Some of the recruits started to break formation at the alarm. "As you were!" Sgt Pomerleau yelled over the noise. "False alarm, repeat false alarm, the Major is putting on a demonstration!" he yelled next into a handset. As quickly as the perimeter alarms had sounded, they ceased.
Three recruits near the center began to laugh, but found themselves quickly on their backs with a snarling, angry devilbunny on their chests. It quickly touched each of them lightly across the throats.

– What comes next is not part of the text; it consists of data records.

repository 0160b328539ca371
#[cfg(feature = "mongodb")]
pub mod mongo;
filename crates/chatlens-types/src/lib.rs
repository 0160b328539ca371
//! Shared data model for chatlens.
//!
//! Rooms own their messages; analysis requests and statistics snapshots
//! reference rooms by id.

mod analysis;
mod room;
mod snapshot;

pub use analysis::{AnalysisRequest, AnalysisStatus, AnalysisType, FailureReason, ParseAnalysisTypeError};
pub use room::{FileMeta, IngestedFile, Message, ParsedMessage, Room, RoomSummary, Watermark};
pub use snapshot::{KeywordCount, ParticipantStats, SentimentDistribution, StatisticsSnapshot};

(STOMP! STOMP! STOMP!) [normal, but angry voice] "You three just died! Why?!" (STOMP!) "Because you allowed your defenses to drop in the face of Cuteness!" (STOMP!) He leaped off them and back to the front.
"What am I?"
"Major Steve Blake, our commanding officer!" the recruits yelled in unison.

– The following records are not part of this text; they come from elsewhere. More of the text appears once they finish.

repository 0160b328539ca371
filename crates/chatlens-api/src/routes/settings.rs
use axum::{extract::State, Json};
use serde::Serialize;
use serde_json::{Map, Value};
use std::sync::Arc;
use utoipa::ToSchema;

use crate::{
    error::{ApiError, ApiResult},
    state::AppState,
};

#[derive(Debug, Serialize, ToSchema)]
pub struct SettingsResponse {
    pub success: bool,
    #[schema(value_type = Object)]
    pub settings: Map<String, Value>,
}

/// Current client settings
#[utoipa::path(
    get,
    path = "/api/settings",
    responses(
        (status = 200, description = "Stored settings", body = SettingsResponse)
    ),
    tag = "settings"
)]
pub async fn get_settings(State(state): State<Arc<AppState>>) -> ApiResult<Json<SettingsResponse>> {
    let settings = state.settings.read().await.clone();
    Ok(Json(SettingsResponse { success: true, settings }))
}

/// Merge a JSON object into the client settings
///
/// Top-level keys overwrite; a `null` value removes the key.
#[utoipa::path(
    post,
    path = "/api/settings",
    request_body(content = Object, content_type = "application/json", description = "Settings object to merge"),
    responses(
        (status = 200, description = "Settings saved", body = SettingsResponse),
        (status = 400, description = "Body is not a JSON object")
    ),
    tag = "settings"
)]
pub async fn save_settings(
    State(state): State<Arc<AppState>>,
    Json(body): Json<Value>,
) -> ApiResult<Json<SettingsResponse>> {
    let Value::Object(update) = body else {
        return Err(ApiError::BadRequest("settings must be a JSON object".to_string()));
    };

    let mut settings = state.settings.write().await;
    for (key, value) in update {
        if value.is_null() {
            settings.remove(&key);
        } else {
            settings.insert(key, value);
        }
    }
    tracing::debug!(keys = settings.len(), "Settings updated");

    Ok(Json(SettingsResponse {
        success: true,
        settings: settings.clone(),
    }))
}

"Wrong! Yesterday, I may have been Major Steve Blake! Tomorrow, I may be your commanding officer! But today, I am a devilbunny. Your sworn enemy!" (STOMP!) "NEVER TRUST A DEVILBUNNY! You don't know when they're trying to get you to drop your guard so they can rip your throat-out, chomp your toes off, or worse," he paused, "convert you to the Fluffy side (tm)!"
"None of you have ever been in combat. No matter how many simulations you go through, nothing will prepare you for the real thing. No amount of stuffed bunnies, jurry-rigged baseball shooters, nor films! That's why we have a special 'guest' to help with today's combat demonstration. Sergeant!"

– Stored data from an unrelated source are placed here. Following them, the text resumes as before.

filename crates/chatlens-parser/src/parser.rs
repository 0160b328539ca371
use chrono::{NaiveDate, NaiveTime, Utc};
use serde::Serialize;

use chatlens_types::ParsedMessage;

use crate::csv;
use crate::error::{ParseError, Result};
use crate::grammar::{date_header, take_author_and_text, take_date, take_time};

#[derive(Debug, Clone, Default)]
pub struct ParserConfig {
    /// Date used for messages that appear before any date header.
    /// `None` means today (UTC) at parse time.
    pub fallback_date: Option<NaiveDate>,
}

impl ParserConfig {
    pub fn with_fallback_date(mut self, date: NaiveDate) -> Self {
        self.fallback_date = Some(date);
        self
    }
}

#[derive(Debug, Clone, Copy, PartialEq, Eq, Serialize)]
#[serde(rename_all = "snake_case")]
pub enum LogFormat {
    KakaoText,
    Csv,
}

/// Result of one parse pass, including partial-match bookkeeping.
#[derive(Debug, Clone)]
pub struct ParseReport {
    pub format: LogFormat,
    pub messages: Vec<ParsedMessage>,
    /// Non-blank lines that matched nothing and had no message to attach to
    pub skipped_lines: usize,
    /// Lines appended to the preceding message
    pub continuation_lines: usize,
    pub date_lines: usize,
}

enum Line<'a> {
    Blank,
    DateHeader(NaiveDate),
    Message {
        date: Option<NaiveDate>,
        time: NaiveTime,
        author: &'a str,
        text: &'a str,
    },
    Other,
}

/// `[Author] [오후 1:23] text`
fn pc_message(s: &str) -> Option<Line<'_>> {
    let rest = s.strip_prefix('[')?;
    let (author, rest) = rest.split_once("] [")?;
    let (time, rest) = take_time(rest)?;
    let rest = rest.trim_start().strip_prefix(']')?;
    let author = author.trim();
    if author.is_empty() {
        return None;
    }
    Some(Line::Message {
        date: None,
        time,
        author,
        text: rest.strip_prefix(' ').unwrap_or(rest),
    })
}

/// `2024년 1월 15일 오후 1:23, Author : text`
fn dated_message(s: &str) -> Option<Line<'_>> {
    let (date, rest) = take_date(s)?;
    let rest = rest.trim_start();
    let rest = rest.strip_prefix(',').unwrap_or(rest);
    let (time, rest) = take_time(rest)?;
    let (author, text) = take_author_and_text(rest)?;
    Some(Line::Message {
        date: Some(date),
        time,
        author,
        text,
    })
}

/// `오후 1:23, Author : text`
fn short_message(s: &str) -> Option<Line<'_>> {
    let (time, rest) = take_time(s)?;
    let (author, text) = take_author_and_text(rest)?;
    Some(Line::Message {
        date: None,
        time,
        author,
        text,
    })
}

fn classify(line: &str) -> Line<'_> {
    let trimmed = line.trim();
    if trimmed.is_empty() {
        return Line::Blank;
    }

    if let Some(message) = pc_message(trimmed)
        .or_else(|| dated_message(trimmed))
        .or_else(|| short_message(trimmed))
    {
        return message;
    }

    // Separator lines such as "----- 2024년 1월 15일 월요일 -----"
    let undecorated = trimmed.trim_matches(|c: char| c == '-' || c.is_whitespace());
    if let Some(date) = date_header(undecorated) {
        return Line::DateHeader(date);
    }

    Line::Other
}

/// Single-pass parser for exported chat logs.
#[derive(Debug, Clone, Default)]
pub struct LogParser {
    config: ParserConfig,
}

impl LogParser {
    pub fn new(config: ParserConfig) -> Self {
        Self { config }
    }

    /// Parse raw export text into messages in source order.
    ///
    /// Lines that match no message shape are appended to the previous
    /// message as continuation lines. Fails when no message is found.
    pub fn parse(&self, raw: &str) -> Result<ParseReport> {
        let raw = raw.strip_prefix('\u{feff}').unwrap_or(raw);
        let fallback = self
            .config
            .fallback_date
            .unwrap_or_else(|| Utc::now().date_naive());

        if raw
            .lines()
            .find(|l| !l.trim().is_empty())
            .is_some_and(csv::looks_like_header)
        {
            return csv::parse(raw);
        }

        let mut current_date: Option<NaiveDate> = None;
        let mut report = ParseReport {
            format: LogFormat::KakaoText,
            messages: Vec::new(),
            skipped_lines: 0,
            continuation_lines: 0,
            date_lines: 0,
        };

        for line in raw.lines() {
            match classify(line) {
                Line::Blank => {}
                Line::DateHeader(date) => {
                    current_date = Some(date);
                    report.date_lines += 1;
                }
                Line::Message { date, time, author, text } => {
                    if date.is_some() {
                        current_date = date;
                    }
                    let day = current_date.unwrap_or(fallback);
                    let sequence = report.messages.len() as u64;
                    report.messages.push(ParsedMessage {
                        author: author.to_string(),
                        text: text.to_string(),
                        timestamp: day.and_time(time),
                        sequence,
                    });
                }
                Line::Other => match report.messages.last_mut() {
                    Some(previous) => {
                        previous.text.push('\n');
                        previous.text.push_str(line.trim_end());
                        report.continuation_lines += 1;
                    }
                    None => report.skipped_lines += 1,
                },
            }
        }

        if report.messages.is_empty() {
            tracing::debug!(skipped = report.skipped_lines, "No message lines recognised");
            return Err(ParseError::UnrecognizedFormat {
                skipped_lines: report.skipped_lines,
            });
        }

        tracing::debug!(
            messages = report.messages.len(),
            continuation = report.continuation_lines,
            skipped = report.skipped_lines,
            "Parsed chat export"
        );

        Ok(report)
    }
}

#[cfg(test)]
mod tests {
    use super::*;
    use chrono::NaiveDateTime;

    fn parser() -> LogParser {
        LogParser::new(
            ParserConfig::default().with_fallback_date(NaiveDate::from_ymd_opt(2024, 3, 1).unwrap()),
        )
    }

    fn ts(y: i32, mo: u32, d: u32, h: u32, mi: u32) -> NaiveDateTime {
        NaiveDate::from_ymd_opt(y, mo, d).unwrap().and_hms_opt(h, mi, 0).unwrap()
    }

    #[test]
    fn test_short_form_with_blank_line() {
        let raw = "오후 1:23, Alice : hello\n\n오전 9:05, Bob : morning";
        let report = parser().parse(raw).unwrap();

        assert_eq!(report.messages.len(), 2);
        assert_eq!(report.messages[0].author, "Alice");
        assert_eq!(report.messages[0].text, "hello");
        assert_eq!(report.messages[0].timestamp, ts(2024, 3, 1, 13, 23));
        assert_eq!(report.messages[1].author, "Bob");
        assert_eq!(report.messages[1].sequence, 1);
    }

    #[test]
    fn test_pc_export_with_date_separators() {
        let raw = "\
Talk_2024.1.16 님과 카카오톡 대화
저장한 날짜 : 2024-01-16 10:00:00

--------------- 2024년 1월 15일 월요일 ---------------
[Alice] [오후 11:58] 곧 자정
[Bob] [오후 11:59] 응
--------------- 2024년 1월 16일 화요일 ---------------
[Alice] [오전 12:01] 새해 복
";
        let report = parser().parse(raw).unwrap();

        assert_eq!(report.messages.len(), 3);
        assert_eq!(report.date_lines, 2);
        assert_eq!(report.messages[0].timestamp, ts(2024, 1, 15, 23, 58));
        assert_eq!(report.messages[2].timestamp, ts(2024, 1, 16, 0, 1));
        assert_eq!(report.messages[2].text, "새해 복");
    }

    #[test]
    fn test_header_lines_before_first_message_are_skipped() {
        let raw = "Talk_2024.1.16 님과 카카오톡 대화\n오후 2:00, Alice : hi";
        let report = parser().parse(raw).unwrap();
        assert_eq!(report.skipped_lines, 1);
        assert_eq!(report.messages.len(), 1);
    }

    #[test]
    fn test_mobile_form_sets_date() {
        let raw = "2023년 12월 1일 오후 1:23, 김철수 : 안녕하세요\n오후 1:24, 이영희 : 반가워요";
        let report = parser().parse(raw).unwrap();

        assert_eq!(report.messages[0].timestamp, ts(2023, 12, 1, 13, 23));
        assert_eq!(report.messages[1].timestamp, ts(2023, 12, 1, 13, 24));
        assert_eq!(report.messages[1].author, "이영희");
    }

    #[test]
    fn test_continuation_lines_join_previous_message() {
        let raw = "오후 1:23, Alice : first line\nsecond line\n  indented third\n오후 1:30, Bob : ok";
        let report = parser().parse(raw).unwrap();

        assert_eq!(report.messages.len(), 2);
        assert_eq!(report.messages[0].text, "first line\nsecond line\n  indented third");
        assert_eq!(report.continuation_lines, 2);
    }

    #[test]
    fn test_unmarked_time_is_a_continuation() {
        let raw = "2024년 5월 1일 수요일\n오전 9:00, Alice : 회의 공지\n10:30, 장소 : 3층 회의실";
        let report = parser().parse(raw).unwrap();

        assert_eq!(report.messages.len(), 1);
        assert_eq!(report.messages[0].text, "회의 공지\n10:30, 장소 : 3층 회의실");
        assert_eq!(report.continuation_lines, 1);
    }

    #[test]
    fn test_dated_text_line_does_not_move_current_date() {
        let raw = "2024년 5월 1일 수요일\n오전 9:00, Alice : 일정\n2024-06-30 배포 예정\n오전 9:05, Bob : ok";
        let report = parser().parse(raw).unwrap();

        assert_eq!(report.messages.len(), 2);
        assert_eq!(report.messages[0].text, "일정\n2024-06-30 배포 예정");
        assert_eq!(report.messages[1].timestamp, ts(2024, 5, 1, 9, 5));
        assert_eq!(report.date_lines, 1);
    }

    #[test]
    fn test_unrecognized_format() {
        let err = parser().parse("just some notes\nnothing here").unwrap_err();
        assert_eq!(err, ParseError::UnrecognizedFormat { skipped_lines: 2 });
        assert_eq!(err.reason(), "unrecognized-format");
        assert!(parser().parse("").is_err());
    }

    #[test]
    fn test_crlf_and_bom() {
        let raw = "\u{feff}오후 1:23, Alice : hi\r\n오후 1:24, Bob : yo\r\n";
        let report = parser().parse(raw).unwrap();
        assert_eq!(report.messages.len(), 2);
        assert_eq!(report.messages[1].text, "yo");
    }
}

Sergeant Pomerleau pushed another soldier in handcuffs forward "Cprl Souza is a devilbunny symp and spy. He was caught last week sending information out to his superiors. He was court martialed and yesterday he was found guilty. He is to be executed for betraying his race and aiding the enemy. Unhandcuff, the traitor, SGT!"
Pomerleau hesitated for only the slightest moment, not enough for the recruits to notice. Souza only had a moment to rub his wrists before Blake was upon him.

Warning: The netpolice and censors have declared the following rated [PiG-13] for it's violent, graphic content. It is not suitable reading for all kits. Read at your own risk.
Souza fell to the ground and rolled to his side quickly. He looked about and was broadsided by a snarling Blake, knocking the wind out of the symp.
"Note my speed and agility!" Blake cried-out to the recruits who had backed-up a bit to give the two combatants more space.
Blake stood back to allow Souza to get-up. "All you have to do to have the sentence changed to life at hard labor, symp, is tell us who you were reporting to and give us a copy of BUNIX ." He leaped at the symp.
"Never!" Souza yelled back as he snatched Blake out of the air with one hand. Blake sank both the claws from both forepaws and his teeth into Souza's arm. Souza yelped and dropped Blake.
"Note," Blake continued lecturing to the recruits, "that grabbing a bun with only one hand without having the other ready, either to grab onto the neck or to bring aweapon to bear, is not a very smart thing to do! If he does not die from this encounter, he will eventually turn into a devilbunny since I am a carrier of HLV."
Souza was wrapping his wound with part of his shirt and glared at Blake, pure hatred in his eyes. Hatred reflected back at him from the pro-Fudd devilbunny.
"As you train," Blake continued, "you will learn how to go for the kill, and how to make it as quick and clean as possible. That's something the enemy," he leaped again and muckled onto Souza's good arm. His momentum propelling him past the symp and causing the symp's arm to bend at an awkward angle. (SNAP!) Souza cried-out. "..don't always do!" Blake finished.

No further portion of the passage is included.